Records drawn from a dataset:
- Opening Delimiter -

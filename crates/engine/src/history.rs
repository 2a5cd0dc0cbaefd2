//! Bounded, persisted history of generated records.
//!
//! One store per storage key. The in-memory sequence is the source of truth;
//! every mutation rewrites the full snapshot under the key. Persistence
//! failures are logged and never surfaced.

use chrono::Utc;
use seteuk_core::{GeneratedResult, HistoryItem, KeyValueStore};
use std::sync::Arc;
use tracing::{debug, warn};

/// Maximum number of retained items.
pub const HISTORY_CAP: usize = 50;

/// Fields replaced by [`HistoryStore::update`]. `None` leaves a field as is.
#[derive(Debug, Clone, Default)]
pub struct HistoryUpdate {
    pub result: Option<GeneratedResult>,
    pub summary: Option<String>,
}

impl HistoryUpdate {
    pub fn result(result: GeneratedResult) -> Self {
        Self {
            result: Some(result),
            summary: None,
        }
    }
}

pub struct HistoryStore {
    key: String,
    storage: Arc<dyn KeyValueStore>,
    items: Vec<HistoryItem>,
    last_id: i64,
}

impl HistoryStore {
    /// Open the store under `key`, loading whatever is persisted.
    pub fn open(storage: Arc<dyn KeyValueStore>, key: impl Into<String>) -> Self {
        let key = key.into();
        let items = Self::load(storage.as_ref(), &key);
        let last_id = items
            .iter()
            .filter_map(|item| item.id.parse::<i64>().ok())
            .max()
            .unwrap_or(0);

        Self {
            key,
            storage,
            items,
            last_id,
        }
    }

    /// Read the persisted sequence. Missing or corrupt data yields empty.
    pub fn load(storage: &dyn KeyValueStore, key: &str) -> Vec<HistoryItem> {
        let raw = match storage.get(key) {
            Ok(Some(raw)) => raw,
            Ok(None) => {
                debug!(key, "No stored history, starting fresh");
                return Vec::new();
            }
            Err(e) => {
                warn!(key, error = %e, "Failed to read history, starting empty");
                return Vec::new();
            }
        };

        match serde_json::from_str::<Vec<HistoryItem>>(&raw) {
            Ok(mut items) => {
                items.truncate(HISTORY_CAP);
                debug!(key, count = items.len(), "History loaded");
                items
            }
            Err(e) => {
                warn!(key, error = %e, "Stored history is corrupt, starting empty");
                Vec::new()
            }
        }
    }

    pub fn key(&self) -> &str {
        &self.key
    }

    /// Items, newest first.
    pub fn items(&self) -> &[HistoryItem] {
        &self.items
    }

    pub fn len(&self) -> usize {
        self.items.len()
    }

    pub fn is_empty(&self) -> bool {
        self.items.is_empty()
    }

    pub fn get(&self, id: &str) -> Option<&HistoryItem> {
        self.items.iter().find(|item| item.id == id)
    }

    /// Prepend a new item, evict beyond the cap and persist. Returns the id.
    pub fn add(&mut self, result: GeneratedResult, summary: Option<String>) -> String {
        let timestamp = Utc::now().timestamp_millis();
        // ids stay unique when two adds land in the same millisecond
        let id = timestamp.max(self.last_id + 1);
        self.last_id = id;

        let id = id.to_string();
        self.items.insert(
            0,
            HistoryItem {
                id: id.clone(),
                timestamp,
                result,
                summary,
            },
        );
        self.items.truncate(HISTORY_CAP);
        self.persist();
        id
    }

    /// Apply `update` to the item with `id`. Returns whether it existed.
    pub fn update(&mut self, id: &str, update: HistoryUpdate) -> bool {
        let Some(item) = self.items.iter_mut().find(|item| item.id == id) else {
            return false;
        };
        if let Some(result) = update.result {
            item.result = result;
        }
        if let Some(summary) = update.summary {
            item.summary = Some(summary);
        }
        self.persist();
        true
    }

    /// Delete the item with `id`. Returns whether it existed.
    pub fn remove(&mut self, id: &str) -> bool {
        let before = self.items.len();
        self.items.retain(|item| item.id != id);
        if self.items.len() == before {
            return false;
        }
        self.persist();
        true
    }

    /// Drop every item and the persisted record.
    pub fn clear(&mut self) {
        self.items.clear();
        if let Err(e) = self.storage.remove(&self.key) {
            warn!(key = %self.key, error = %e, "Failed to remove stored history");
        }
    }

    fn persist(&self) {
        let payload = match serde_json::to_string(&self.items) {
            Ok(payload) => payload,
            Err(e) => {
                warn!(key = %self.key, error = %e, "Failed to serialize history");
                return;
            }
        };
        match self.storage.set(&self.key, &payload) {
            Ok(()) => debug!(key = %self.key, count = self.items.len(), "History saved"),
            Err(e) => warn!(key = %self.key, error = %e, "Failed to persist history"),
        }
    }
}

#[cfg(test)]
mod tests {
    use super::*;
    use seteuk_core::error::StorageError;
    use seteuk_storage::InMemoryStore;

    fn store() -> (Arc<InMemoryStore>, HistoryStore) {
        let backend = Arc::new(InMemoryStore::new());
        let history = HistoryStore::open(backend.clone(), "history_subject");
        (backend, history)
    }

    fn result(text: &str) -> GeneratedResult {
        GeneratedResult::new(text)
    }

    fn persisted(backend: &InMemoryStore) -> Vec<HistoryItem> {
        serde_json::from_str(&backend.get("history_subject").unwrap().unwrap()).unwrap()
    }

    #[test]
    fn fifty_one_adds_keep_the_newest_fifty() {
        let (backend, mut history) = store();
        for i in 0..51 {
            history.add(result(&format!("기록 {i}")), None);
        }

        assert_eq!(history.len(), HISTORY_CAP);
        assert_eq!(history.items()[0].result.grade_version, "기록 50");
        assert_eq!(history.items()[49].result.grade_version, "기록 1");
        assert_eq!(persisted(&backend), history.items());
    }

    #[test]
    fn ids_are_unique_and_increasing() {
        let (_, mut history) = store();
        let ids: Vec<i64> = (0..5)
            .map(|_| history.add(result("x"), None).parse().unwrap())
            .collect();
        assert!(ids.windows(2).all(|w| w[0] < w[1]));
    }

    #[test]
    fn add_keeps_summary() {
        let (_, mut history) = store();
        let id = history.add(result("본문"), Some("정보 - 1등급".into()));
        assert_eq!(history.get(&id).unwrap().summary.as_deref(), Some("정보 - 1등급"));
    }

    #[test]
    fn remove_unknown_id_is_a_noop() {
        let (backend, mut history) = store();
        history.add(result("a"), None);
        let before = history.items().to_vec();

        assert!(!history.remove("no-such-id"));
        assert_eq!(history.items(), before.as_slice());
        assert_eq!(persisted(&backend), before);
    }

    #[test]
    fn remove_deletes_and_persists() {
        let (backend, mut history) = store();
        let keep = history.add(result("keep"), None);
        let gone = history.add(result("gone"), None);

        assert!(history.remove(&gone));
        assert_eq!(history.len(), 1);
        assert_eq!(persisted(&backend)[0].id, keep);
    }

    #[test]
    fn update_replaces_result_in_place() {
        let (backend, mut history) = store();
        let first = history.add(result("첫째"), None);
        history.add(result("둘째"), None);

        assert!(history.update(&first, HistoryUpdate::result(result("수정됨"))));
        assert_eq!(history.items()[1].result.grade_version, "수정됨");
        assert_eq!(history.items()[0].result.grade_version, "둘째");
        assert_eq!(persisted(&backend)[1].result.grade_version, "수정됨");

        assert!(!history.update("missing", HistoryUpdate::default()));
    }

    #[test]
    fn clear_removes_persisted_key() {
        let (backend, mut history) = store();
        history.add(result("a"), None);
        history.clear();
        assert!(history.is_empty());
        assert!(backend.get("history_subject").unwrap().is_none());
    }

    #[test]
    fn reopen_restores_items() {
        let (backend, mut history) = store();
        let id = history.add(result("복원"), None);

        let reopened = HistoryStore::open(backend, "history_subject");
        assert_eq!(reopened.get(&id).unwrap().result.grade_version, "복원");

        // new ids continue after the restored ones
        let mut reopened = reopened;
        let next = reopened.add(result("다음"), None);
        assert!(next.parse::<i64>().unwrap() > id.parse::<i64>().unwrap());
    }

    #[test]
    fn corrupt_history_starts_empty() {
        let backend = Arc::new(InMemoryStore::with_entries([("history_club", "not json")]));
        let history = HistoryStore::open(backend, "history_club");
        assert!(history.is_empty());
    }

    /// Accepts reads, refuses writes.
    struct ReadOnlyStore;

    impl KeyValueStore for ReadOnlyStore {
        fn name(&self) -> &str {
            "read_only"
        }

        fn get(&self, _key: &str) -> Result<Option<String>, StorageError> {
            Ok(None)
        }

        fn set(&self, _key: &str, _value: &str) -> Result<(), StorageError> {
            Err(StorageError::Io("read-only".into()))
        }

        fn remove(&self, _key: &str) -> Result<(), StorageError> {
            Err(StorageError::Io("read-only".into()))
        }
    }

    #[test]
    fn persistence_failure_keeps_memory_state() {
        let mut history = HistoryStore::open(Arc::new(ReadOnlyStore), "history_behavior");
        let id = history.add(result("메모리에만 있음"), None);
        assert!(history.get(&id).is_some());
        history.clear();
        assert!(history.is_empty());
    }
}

- Closing Delimiter -

▸ Problem statement:
Please reproduce exactly the lines from the first one of the records above through the line containing "source of truth;", both included, and nothing else.

▸ Output for this task:
filename crates/engine/src/history.rs
repository 2a5cd0dc0cbaefd2
//! Bounded, persisted history of generated records.
//!
//! One store per storage key. The in-memory sequence is the source of truth;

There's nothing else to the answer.